COMPLETE IONIZATION OF THE NEUTRAL GAS: WHY THERE ARE SO FEW DETECTIONS OF 21 cm HYDROGEN IN HIGH-REDSHIFT RADIO GALAXIES AND QUASARS

From the first published z greater than or similar to 3 survey of 21 cm absorption within the hosts of radio galaxies and quasars, Curran et al. found an apparent dearth of cool neutral gas at high redshift. From a detailed analysis of the photometry, each object is found to have a lambda = 1216 angstrom continuum luminosity in excess of L-1216 similar to 10(23) W Hz(-1), a critical value above which 21 cm has never been detected at any redshift. At these wavelengths, and below, hydrogen is excited above the ground state so that it cannot absorb in 21 cm. In order to apply the equation of photoionization equilibrium, we demonstrate that this critical value also applies to the ionizing (lambda <= 912 angstrom) radiation. We use this to show, for a variety of gas density distributions, that upon placing a quasar within a galaxy of gas, there is always an ultraviolet luminosity above which all of the large-scale atomic gas is ionized. While in this state, the hydrogen cannot be detected or engage in star formation.
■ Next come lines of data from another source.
//! Controller façade: the entry points the UI bridge calls.
//!
//! Each entry point is a single-shot `async fn`. The façade owns the
//! [`Session`], keeps the controller pipe server alive for worker hellos and
//! relayed events, and drives the [`WorkerLifecycle`] on Initialize.

pub mod session;
pub mod types;

pub use session::{EventSink, Session};
pub use types::{ConnectionMode, ConnectionType, InboundMessage, PlatformSettings, User};

use crate::error::CoreError;
use crate::handshake::{ControllerHandshake, HandshakeTiming, ReadySource, await_worker};
use crate::lifecycle::process::is_alive;
use crate::lifecycle::{LivenessRecord, WorkerLauncher, WorkerLifecycle, WorkerStatus};
use crate::notify::NotificationSink;
use crate::pipe::legacy::decode_window_message;
use crate::pipe::{ConnectPolicy, PipeMessage, PipeServerHandle, Rendezvous, listen};
use crate::protocol::{self, ACK_REJECTED, EVENT_MESSAGE, Inbound, PipeCommand, ProtocolMessage, now_millis};
use crate::settings::Settings;
use crate::settings::identity::DeviceIdentity;

use std::path::PathBuf;
use std::sync::Arc;

use base64::Engine;
use base64::engine::general_purpose::STANDARD as BASE64;
use log::{debug, error, info, warn};
use serde_json::Value;
use tokio::spawn as TokioSpawn;
use tokio::sync::{Mutex as AsyncMutex, mpsc};
use tokio::task::JoinHandle;

const INBOX_CAPACITY: usize = 64;

#[derive(Debug, Clone)]
pub struct FacadeConfig {
    pub title: String,
    pub state_dir: PathBuf,
    pub runtime_dir: PathBuf,
    /// Directory the app's bundled assets are resolved against.
    pub app_dir: PathBuf,
    pub handshake: HandshakeTiming,
    pub policy: ConnectPolicy,
}

impl FacadeConfig {
    pub fn new(
        title: impl Into<String>,
        state_dir: impl Into<PathBuf>,
        runtime_dir: impl Into<PathBuf>,
    ) -> Self {
        let state_dir = state_dir.into();
        Self {
            title: title.into(),
            app_dir: state_dir.clone(),
            state_dir,
            runtime_dir: runtime_dir.into(),
            handshake: HandshakeTiming::default(),
            policy: ConnectPolicy::HANDSHAKE,
        }
    }
}

/// External collaborators of the façade.
#[derive(Clone)]
pub struct Collaborators {
    pub launcher: Arc<dyn WorkerLauncher>,
    pub identity: Arc<dyn DeviceIdentity>,
    pub events: Arc<dyn EventSink>,
    pub notifier: Arc<dyn NotificationSink>,
}

struct Listener {
    server: PipeServerHandle,
    dispatcher: JoinHandle<()>,
}

struct Shared {
    config: FacadeConfig,
    session: Session,
    lifecycle: WorkerLifecycle,
    handshake: ControllerHandshake,
    identity: Arc<dyn DeviceIdentity>,
    notifier: Arc<dyn NotificationSink>,
    listener: AsyncMutex<Option<Listener>>,
    rendezvous: Rendezvous,
}

#[derive(Clone)]
pub struct ControllerFacade {
    shared: Arc<Shared>,
}

impl ControllerFacade {
    /// `retry` is the spawn counter inherited from our own launch arguments.
    pub fn new(config: FacadeConfig, collaborators: Collaborators, retry: u32) -> Self {
        let rendezvous = Rendezvous::new(config.title.clone(), config.runtime_dir.clone());
        let lifecycle = WorkerLifecycle::new(
            &rendezvous,
            LivenessRecord::in_dir(&config.state_dir),
            collaborators.launcher,
            retry,
        );
        let handshake = ControllerHandshake::new(&rendezvous, config.policy);
        let session = Session::new(Settings::new(config.title.clone()), collaborators.events);

        Self {
            shared: Arc::new(Shared {
                config,
                session,
                lifecycle,
                handshake,
                identity: collaborators.identity,
                notifier: collaborators.notifier,
                listener: AsyncMutex::new(None),
                rendezvous,
            }),
        }
    }

    pub fn session(&self) -> &Session {
        &self.shared.session
    }

    pub fn lifecycle(&self) -> &WorkerLifecycle {
        &self.shared.lifecycle
    }

    pub fn rendezvous(&self) -> &Rendezvous {
        &self.shared.rendezvous
    }

    // ============================================
    // Entry points
    // ============================================

    /// Configure the session and make sure a worker is running with it.
    ///
    /// # Errors
    ///
    /// * [`CoreError::Spawn`] - The worker spawn limit has been reached
    pub async fn initialize(
        &self,
        system_type: i64,
        platform: Option<PlatformSettings>,
        mode: ConnectionMode,
    ) -> Result<bool, CoreError> {
        let Some(platform) = platform else {
            warn!("Initialize called without platform settings");
            return Ok(false);
        };

        let app_dir = self.shared.config.app_dir.clone();
        let settings = self
            .shared
            .session
            .update(|settings| {
                settings.app_pid = std::process::id();
                settings.system_type = system_type;
                platform.apply(settings, &app_dir);
                mode.apply(settings);
            })
            .await;

        if !self
            .shared
            .notifier
            .register(&platform.bundle_id, &platform.display_name, &settings.icon_path)
        {
            warn!("Notification identity registration failed");
        }

        if let Err(e) = self.ensure_listening().await {
            error!("Controller endpoint unavailable: {e}");
        }

        let lifecycle = &self.shared.lifecycle;
        match lifecycle.ensure_worker(&settings).await {
            Ok(WorkerStatus::Running) => {
                self.push_settings(&settings).await;
                Ok(true)
            }
            Ok(WorkerStatus::InProgress) => Ok(true),
            Ok(WorkerStatus::Spawned(pid)) => {
                let ready = self.shared.handshake.signal().arm();
                match await_worker(lifecycle, ready, self.shared.config.handshake).await {
                    Some(source) => {
                        info!("Worker PID {pid} ready ({source:?})");
                        lifecycle.mark_ready();
                        if !matches!(source, ReadySource::Hello { .. }) {
                            let settings = self.shared.session.settings().await;
                            self.push_settings(&settings).await;
                        }
                        Ok(true)
                    }
                    None => {
                        lifecycle.mark_failed();
                        Ok(false)
                    }
                }
            }
            Err(e) if e.is_limit() => Err(e.into()),
            Err(e) => {
                error!("Failed to start worker: {e}");
                Ok(false)
            }
        }
    }

    /// Update the connection target. `ssids` has no meaning on desktop.
    pub async fn config(&self, mode: ConnectionMode, ssids: &[String]) -> bool {
        if !ssids.is_empty() {
            debug!("Ignoring {} SSID filters", ssids.len());
        }

        let settings = self.shared.session.update(|settings| mode.apply(settings)).await;
        self.push_if_initialized(&settings).await
    }

    pub async fn register_user(&self, user: User) -> bool {
        let settings = self.shared.session.update(|settings| user.apply(settings)).await;
        self.push_if_initialized(&settings).await
    }

    pub async fn request_permission(&self) -> bool {
        true
    }

    pub async fn start(&self) -> bool {
        true
    }

    /// Ask the worker to drop its connection.
    ///
    /// Nothing to stop counts as success.
    pub async fn stop(&self) -> bool {
        match self.shared.handshake.send_stop().await {
            Ok(()) => {
                info!("Stop sent to worker");
                true
            }
            Err(e) => {
                if self.worker_recorded_alive().await {
                    error!("Worker is alive but unreachable for stop: {e}");
                    false
                } else {
                    debug!("No worker to stop: {e}");
                    true
                }
            }
        }
    }

    /// Round-trip check; the worker's pong arrives on the controller pipe.
    pub async fn ping_worker(&self) -> bool {
        match self.shared.handshake.send_ping().await {
            Ok(()) => true,
            Err(e) => {
                debug!("Worker ping failed: {e}");
                false
            }
        }
    }

    pub async fn device_id(&self) -> String {
        self.shared.identity.machine_id().unwrap_or_else(|e| {
            warn!("Device id unavailable: {e}");
            String::new()
        })
    }

    pub async fn flutter_api_ready(&self) {
        info!("UI bridge ready");
        self.shared.session.mark_api_ready();
    }

    /// A toast was clicked; its argument is the base64 of the original message.
    pub fn on_notification_activated(&self, argument: &str) -> bool {
        let decoded = BASE64
            .decode(argument.trim())
            .map_err(|e| e.to_string())
            .and_then(|bytes| String::from_utf8(bytes).map_err(|e| e.to_string()));

        match decoded {
            Ok(data) => {
                self.shared.session.deliver(InboundMessage {
                    from_notification: true,
                    data,
                });
                true
            }
            Err(e) => {
                warn!("Ignoring notification activation: {e}");
                false
            }
        }
    }

    /// Entry for a host that owns the app window's message loop.
    pub async fn handle_window_message(&self, command: usize, declared_len: u32, data: &[u8]) {
        let message = decode_window_message(command, declared_len, data);
        self.shared.on_frame(message).await;
    }

    pub async fn shutdown(&self) {
        if let Some(listener) = self.shared.listener.lock().await.take() {
            listener.server.stop();
            listener.dispatcher.abort();
        }
    }

    // ============================================
    // Internals
    // ============================================

    async fn ensure_listening(&self) -> Result<(), CoreError> {
        let mut listener = self.shared.listener.lock().await;
        if listener.as_ref().is_some_and(|l| l.server.is_running()) {
            return Ok(());
        }

        let (sink, mut inbox) = mpsc::channel(INBOX_CAPACITY);
        let server = listen(self.shared.rendezvous.controller(), sink).await?;

        let shared = Arc::clone(&self.shared);
        let dispatcher = TokioSpawn(async move {
            while let Some(message) = inbox.recv().await {
                shared.on_frame(message).await;
            }
        });

        *listener = Some(Listener { server, dispatcher });
        Ok(())
    }

    async fn push_settings(&self, settings: &Settings) -> bool {
        match self.shared.handshake.push_settings(settings).await {
            Ok(()) => {
                debug!("Settings pushed to worker");
                true
            }
            Err(e) => {
                warn!("Failed to push settings to worker: {e}");
                false
            }
        }
    }

    async fn push_if_initialized(&self, settings: &Settings) -> bool {
        if !self.shared.lifecycle.is_initialized() {
            debug!("Settings stored, worker not initialized yet");
            return true;
        }
        self.push_settings(settings).await
    }

    async fn worker_recorded_alive(&self) -> bool {
        let Some(pid) = self.shared.lifecycle.record().read() else {
            return false;
        };
        tokio::task::spawn_blocking(move || is_alive(pid))
            .await
            .unwrap_or(false)
    }
}

impl Shared {
    async fn on_frame(&self, message: PipeMessage) {
        match protocol::decode(&message) {
            Ok(Inbound::Protocol(message)) => self.on_protocol(message).await,
            Ok(Inbound::Legacy {
                command: PipeCommand::Pong,
                ..
            }) => self.handshake.on_sentinel(),
            Ok(Inbound::Legacy { command, .. }) => debug!("Ignoring legacy {command:?} from worker"),
            Err(e) => warn!("Dropping worker frame: {e}"),
        }
    }

    async fn on_protocol(&self, message: ProtocolMessage) {
        match message {
            ProtocolMessage::Hello { pid, version } => {
                let settings = self.session.settings().await;
                self.handshake.on_hello(pid, version, &settings).await;
            }
            ProtocolMessage::SocketEvent { event, payload, .. } if event == EVENT_MESSAGE => {
                let data = match payload {
                    Some(Value::String(text)) => text,
                    Some(other) => other.to_string(),
                    None => String::new(),
                };
                self.session.deliver(InboundMessage {
                    from_notification: false,
                    data,
                });
            }
            ProtocolMessage::Ack { id, status } => {
                if status == ACK_REJECTED {
                    warn!("Worker rejected settings {id}");
                } else {
                    debug!("Worker acknowledged {id}: {status}");
                }
            }
            ProtocolMessage::Pong { t } => {
                debug!("Worker pong after {}ms", now_millis().saturating_sub(t));
            }
            other => debug!("Ignoring {} from worker", other.kind()),
        }
    }
}
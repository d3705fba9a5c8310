//! Launching the worker process image.

use crate::error::spawn::SpawnError;

use common::ErrorLocation;

use std::env::current_exe;
use std::panic::Location;
use std::path::{Path, PathBuf};
use std::process::Stdio;

use log::{debug, info};
use tokio::process::Command as TokioCommand;

#[cfg(windows)]
const DETACHED_PROCESS: u32 = 0x0000_0008;
#[cfg(windows)]
const CREATE_NEW_PROCESS_GROUP: u32 = 0x0000_0200;

/// Starts a worker process and reports its pid.
pub trait WorkerLauncher: Send + Sync {
    fn launch(&self, args: &[String]) -> Result<u32, SpawnError>;
}

/// Re-executes a program image (normally the current executable) detached
/// from the caller's console and stdio.
#[derive(Debug, Clone)]
pub struct ProcessLauncher {
    program: PathBuf,
}

impl ProcessLauncher {
    pub fn new(program: impl Into<PathBuf>) -> Self {
        Self {
            program: program.into(),
        }
    }

    #[track_caller]
    pub fn current_exe() -> Result<Self, SpawnError> {
        let program = current_exe().map_err(|e| SpawnError::Spawn {
            message: format!("Failed to get current executable path: {e}"),
            location: ErrorLocation::from(Location::caller()),
            source: Box::new(e),
        })?;
        Ok(Self::new(program))
    }

    pub fn program(&self) -> &Path {
        &self.program
    }
}

impl WorkerLauncher for ProcessLauncher {
    fn launch(&self, args: &[String]) -> Result<u32, SpawnError> {
        debug!("Launching worker from {}", self.program.display());

        let child = build_spawn_command(&self.program, args)
            .spawn()
            .map_err(|e| SpawnError::Spawn {
                message: format!("Failed to spawn {}: {e}", self.program.display()),
                location: ErrorLocation::from(Location::caller()),
                source: Box::new(e),
            })?;

        let pid = child.id().ok_or_else(|| SpawnError::Spawn {
            message: "Worker exited before its PID could be read".to_string(),
            location: ErrorLocation::from(Location::caller()),
            source: Box::new(std::io::Error::other("no pid")),
        })?;

        info!("Worker launched (PID: {pid})");

        // The worker outlives us; dropping the handle does not kill it.
        drop(child);

        Ok(pid)
    }
}

pub(crate) fn build_spawn_command(program: &Path, args: &[String]) -> TokioCommand {
    let mut cmd = TokioCommand::new(program);
    cmd.args(args)
        .stdin(Stdio::null())
        .stdout(Stdio::null())
        .stderr(Stdio::null())
        .kill_on_drop(false);

    if let Some(dir) = program.parent().filter(|d| !d.as_os_str().is_empty()) {
        cmd.current_dir(dir);
    }

    #[cfg(windows)]
    cmd.creation_flags(DETACHED_PROCESS | CREATE_NEW_PROCESS_GROUP);

    // Out of the controller's foreground group, so a terminal Ctrl-C
    // reaches the controller only
    #[cfg(unix)]
    cmd.process_group(0);

    cmd
}
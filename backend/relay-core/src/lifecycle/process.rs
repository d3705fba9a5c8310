use crate::CHILD_MARKER;

use std::thread::sleep;
use std::time::Duration;

use backoff::{ExponentialBackoff, backoff::Backoff};
use log::{debug, trace, warn};
use sysinfo::{Pid, Process, ProcessRefreshKind, ProcessesToUpdate, System, UpdateKind};

const KILL_VERIFY_MAX_ELAPSED: Duration = Duration::from_secs(2);

pub(crate) fn with_process<F, R>(pid: u32, f: F) -> Option<R>
where
    F: FnOnce(&Process) -> R,
{
    let pid = Pid::from_u32(pid);
    let mut sys = System::new();
    sys.refresh_processes_specifics(
        ProcessesToUpdate::Some(&[pid]),
        true,
        ProcessRefreshKind::nothing().with_cmd(UpdateKind::Always),
    );

    sys.process(pid).map(f)
}

pub(crate) fn format_command(process: &Process) -> String {
    process
        .cmd()
        .iter()
        .map(|s| s.to_string_lossy().to_string())
        .collect::<Vec<_>>()
        .join(" ")
}

/// Whether `pid` is alive.
pub fn is_alive(pid: u32) -> bool {
    with_process(pid, |_| true).unwrap_or(false)
}

/// Whether `pid` is alive and was launched with the worker marker.
///
/// Guards against killing an unrelated process that inherited a recycled
/// pid from an old liveness record.
pub fn is_worker_process(pid: u32) -> bool {
    with_process(pid, |p| {
        let is_worker = p
            .cmd()
            .get(1)
            .is_some_and(|arg| arg.to_string_lossy() == CHILD_MARKER);
        trace!("PID {pid} command: {}", format_command(p));
        is_worker
    })
    .unwrap_or(false)
}

/// Force-kill `pid` and wait for it to disappear.
///
/// Refuses pid 0, pid 1 and the calling process. Blocks for up to two
/// seconds, so call it from a blocking context.
///
/// # Returns
///
/// * `true` - The process is gone
/// * `false` - The process was not found, refused, or survived the kill
pub fn terminate_pid(pid: u32) -> bool {
    if pid <= 1 || pid == std::process::id() {
        warn!("Refusing to terminate PID {pid}");
        return false;
    }

    let killed = with_process(pid, |p| {
        let killed = p.kill();
        debug!("Sent kill to PID {pid}: success={killed}");
        killed
    })
    .unwrap_or_else(|| {
        debug!("Process {pid} not found");
        false
    });

    if !killed {
        return false;
    }

    let mut backoff = ExponentialBackoff {
        max_elapsed_time: Some(KILL_VERIFY_MAX_ELAPSED),
        ..Default::default()
    };

    loop {
        if !is_alive(pid) {
            debug!("Process {pid} terminated");
            return true;
        }

        match backoff.next_backoff() {
            Some(duration) => {
                trace!("Process {pid} still alive, retrying after {duration:?}");
                sleep(duration);
            }
            None => {
                warn!("Process {pid} still running after {KILL_VERIFY_MAX_ELAPSED:?}");
                return false;
            }
        }
    }
}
Applying the mean ionizing photon rate of all of the sources searched, we find, using canonical values for the gas density and recombination rate coefficient, that the observed critical luminosity gives a scale length (3 kpc) similar that of the neutral hydrogen (H (1)) in the Milky Way, a large spiral galaxy. Thus, this simple yet physically motivated model can explain the critical luminosity (L-912 similar to L-1216 similar to 10(23) W Hz(-1)), above which neutral gas is not detected. This indicates that the non-detection of 21 cm absorption is not due to the sensitivity limits of current radio telescopes, but rather that the lines of sight to the quasars, and probably the bulk of the host galaxies, are devoid of neutral gas.